A large number of diverse themes were featured in the presentations, including, but not limited to: models of turn-taking; multimodal sensing, inference and decision-making for turn-taking; annotations and characterizations of various turn-taking phenomena; the role of gaze and gesture in turn-taking and grounding; experimental methodologies like Wizard-of-Oz; understanding how various contextual and cultural factors, genre, rapport, or social relationships affect turn-taking; other coordinative processes like engagement; and more broadly, various applications, opportunities and challenges in this domain. While a significant proportion of the work presented focused on turn-taking in spoken language interaction, a number of other domains, e.g., interactions and coordination with robots were also prominently featured.

The symposium also featured two invited talks. The first talk, given by Jill Fain Lehman from Disney Research Pittsburgh, showcased her group’s work over the past several years on developing language-based interaction systems and games for small groups of young children. Jill highlighted the difficulties of coordinating turns with groups of children, especially as the children begin having more fun and the situation becomes chaotic. The second invited talk was given by Jeremy Frank from NASA Ames in which he presented work from NASA’s Autonomous Mission Operations project that investigates the impact of long communication time delays on the ability to conduct human spaceflight mission operations. The contrast between these two different ends of a spectrum for turn taking — from very fast-paced, chaotic yet fun interactions with children, all the way to systems that support long communication delays in spaceflight operations, frames the diversity of approaches into the complex coordination problems that were discussed throughout the symposium.

In a breakout session, the symposium participants discussed the challenges shared between different research fields concerning turn-taking with highly interactive systems.

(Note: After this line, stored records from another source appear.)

impl MemoryStore {
    pub fn new() -> Self {
        Self::default()
    }

    /// Creates a profile-backed member.
    pub async fn add_member(&self, full_name: &str, email: &str, phone: Option<&str>) -> Member {
        let member = Member {
            id: Uuid::new_v4(),
            profile_id: Uuid::new_v4(),
            full_name: full_name.to_string(),
            email: email.to_string(),
            phone: phone.map(str::to_string),
            joined_at: Utc::now(),
        };
        self.state.lock().await.members.push(member.clone());
        member
    }

    pub async fn add_package(
        &self,
        name: &str,
        package_type: &str,
        sessions_total: i32,
        price: Decimal,
        validity_days: Option<i32>,
    ) -> Package {
        let package = Package {
            id: Uuid::new_v4(),
            name: name.to_string(),
            package_type: package_type.to_string(),
            sessions_total,
            price,
            validity_days,
            created_at: Utc::now(),
        };
        self.state.lock().await.packages.push(package.clone());
        package
    }

    /// Grants a credit directly, with an explicit remaining count.
    pub async fn grant_credit(
        &self,
        member_id: Uuid,
        package_id: Uuid,
        sessions_remaining: i32,
        expiry_date: Option<NaiveDate>,
    ) -> AppResult<PackageCredit> {
        let mut state = self.state.lock().await;
        state.profile_of(member_id)?;
        let package = state.package(package_id)?.clone();
        let credit = PackageCredit {
            id: Uuid::new_v4(),
            member_id,
            package_id,
            package_name: package.name,
            package_type: package.package_type,
            sessions_total: package.sessions_total,
            sessions_remaining,
            status: if sessions_remaining > 0 {
                CreditStatus::Active
            } else {
                CreditStatus::Expired
            },
            purchased_at: Utc::now(),
            expiry_date,
        };
        state.credits.push(credit.clone());
        Ok(credit)
    }

    pub async fn credit(&self, credit_id: Uuid) -> Option<PackageCredit> {
        let state = self.state.lock().await;
        state.credits.iter().find(|c| c.id == credit_id).cloned()
    }

    pub async fn session_bookings(&self, session_id: Uuid) -> Vec<Booking> {
        let state = self.state.lock().await;
        state
            .bookings
            .iter()
            .filter(|b| b.session_id == session_id)
            .cloned()
            .collect()
    }

    pub async fn emails(&self) -> Vec<EmailLog> {
        self.state.lock().await.emails.clone()
    }
}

They also expressed a desire for the development of common infrastructure, frameworks and tools, as well as shared corpora in this space. Open questions were suggested, such as how might computer scientists engage more with social scientists, designers, and artists that might bring a different perspective and knowledge of turn-taking? What should be the agreed upon units of interaction in turn-taking, choosing amongst whole turns, utterances, fixed time-slices, and so on? Can the community converge on a shared challenge problem for the field? The symposium participants finally expressed interest in attending future symposia or workshops within this space, possibly targeting specific conferences in relevant fields.

Sean Andrist (University of Wisconsin-Madison), Dan Bohus (Microsoft Research), Eric Horvitz (Microsoft Research), Bilge Mutlu (University of Wisconsin-Madison), and David Schlangen (Bielefeld University) served as co-chairs of this symposium. The papers of the symposium were published as AAAI Press Technical Report SS-15-07.